Pierre Kwenders is the stage name of José Louis Modabi (born 31 October 1985, in Kinshasa, Zaire), a Congolese-Canadian musician. His 2014 album Le Dernier empereur bantou was a shortlisted nominee for the Juno Award for World Music Album of the Year at the Juno Awards of 2015, and a longlisted nominee for the 2015 Polaris Music Prize. Kwenders, who sings and raps in English, French, Lingala and Tshiluba, is noted for blending both African music and western pop music influences, including hip hop and electronic music, into his style. He is also one of the co-founders of the artist collective Moonshine.

==Career==
After immigrating to Canada with his mother as a teenager, he first attracted widespread attention for his guest contributions to Radio Radio's 2012 album Havre de Grace.

He released the EPs Whiskey & Tea and African Dream in 2013, and followed up with Le Dernier empereur bantou, his first full-length album, in 2014. He supported the album with a cross-Canada tour in 2015. His song "Mardi Gras", a collaboration with Jacques Alphonse "Jacobus" Doucet of Radio Radio, was a shortlisted nominee for the 2015 SOCAN Songwriting Prize in the francophone division.

He collaborated with Boogat on "Londres", a track on Boogat's 2015 album Neo-Reconquista.

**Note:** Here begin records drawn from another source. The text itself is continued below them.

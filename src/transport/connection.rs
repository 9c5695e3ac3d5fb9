//! TCP/TLS transport.
//!
//! [`TcpTransport`] owns one socket to the server. It resolves the host,
//! falls back across address candidates, connects with a bounded number of
//! attempts and moves bytes in paced chunks.
//!
//! # Receiving
//!
//! Readability is checked by polling one read without waiting. Bytes obtained
//! by a poll are kept and handed out by the next [`Transport::receive`].
//!
//! - Data sockets accumulate until a poll comes back empty, which ends the
//!   response burst. The first bytes are awaited for at most
//!   `response_timeout`.
//! - Stream sockets return as soon as one non-empty chunk arrived.

// ============================================================================
// Imports
// ============================================================================

use std::io;
use std::net::SocketAddr;
use std::sync::Arc;
use std::time::Duration;

use async_trait::async_trait;
use futures_util::FutureExt;
use tokio::io::{AsyncReadExt, AsyncWriteExt, Interest};
use tokio::net::{TcpSocket, TcpStream};
use tokio::time::{Instant, sleep, timeout};
use tokio_rustls::client::TlsStream;
use tracing::{debug, error, info, trace, warn};

use crate::config::{ChannelKind, ClientConfig};
use crate::error::{Error, Result};

use super::address::{self, AddressCandidate, next_candidate};
use super::{Readiness, Transport, tls};

// ============================================================================
// ConnectionSettings
// ============================================================================

/// Static settings of one transport.
#[derive(Debug, Clone)]
pub struct ConnectionSettings {
    /// Server host, also the TLS server name.
    pub host: String,
    /// Server port.
    pub port: u16,
    /// Wrap the socket in TLS.
    pub tls: bool,
    /// Push-stream socket.
    pub streaming: bool,
    /// Optional socket timeout, bounds connect and handshake.
    pub timeout: Option<Duration>,
    /// Pause between paced operations.
    pub interval: Duration,
    /// Connect attempts per open.
    pub max_fails: u32,
    /// Outgoing chunk size in bytes.
    pub bytes_out: usize,
    /// Incoming chunk size in bytes.
    pub bytes_in: usize,
    /// Bound on waiting for the first bytes of a response.
    pub response_timeout: Duration,
}

impl ConnectionSettings {
    /// Derives transport settings for a channel from the client configuration.
    #[must_use]
    pub fn from_config(config: &ClientConfig, kind: ChannelKind) -> Self {
        Self {
            host: config.host.clone(),
            port: config.port(kind),
            tls: config.tls,
            streaming: kind == ChannelKind::Stream,
            timeout: config.timeout(),
            interval: config.send_interval(),
            max_fails: config.max_connection_fails,
            bytes_out: config.max_send_data,
            bytes_in: config.max_receive_data,
            response_timeout: config.response_timeout(),
        }
    }

    /// Sockets without a timeout are treated as blocking.
    #[inline]
    #[must_use]
    pub fn is_blocking(&self) -> bool {
        self.timeout.is_none()
    }
}

// ============================================================================
// Socket
// ============================================================================

/// A connected stream, plain or TLS.
enum Socket {
    Plain(TcpStream),
    Tls(Box<TlsStream<TcpStream>>),
}

impl Socket {
    /// Underlying TCP stream.
    fn tcp(&self) -> &TcpStream {
        match self {
            Self::Plain(stream) => stream,
            Self::Tls(stream) => stream.get_ref().0,
        }
    }

    async fn read(&mut self, buf: &mut [u8]) -> io::Result<usize> {
        match self {
            Self::Plain(stream) => stream.read(buf).await,
            Self::Tls(stream) => stream.read(buf).await,
        }
    }

    /// Writes part of `buf` and flushes it to the wire.
    async fn write(&mut self, buf: &[u8]) -> io::Result<usize> {
        match self {
            Self::Plain(stream) => {
                let written = stream.write(buf).await?;
                stream.flush().await?;
                Ok(written)
            }
            Self::Tls(stream) => {
                let written = stream.write(buf).await?;
                stream.flush().await?;
                Ok(written)
            }
        }
    }

    async fn shutdown(&mut self) -> io::Result<()> {
        match self {
            Self::Plain(stream) => stream.shutdown().await,
            Self::Tls(stream) => stream.shutdown().await,
        }
    }
}

/// Socket lifecycle.
enum SocketState {
    /// No socket.
    Closed,
    /// Socket created for a candidate, not yet connected.
    Prepared(TcpSocket),
    /// Connected, TLS already negotiated if enabled.
    Connected(Socket),
}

His second full-length album, Makanda at the End of Space, the Beginning of Time, was released in 2017. The album was a shortlisted finalist for the 2018 Polaris Music Prize.

In 2018, he had his first acting role in the film Les Salopes, or the Naturally Wanton Pleasure of Skin.

Following the release of Makanda, Kwenders came out as gay.

He won the 2022 Polaris Music Prize for his album José Louis and the Paradox of Love.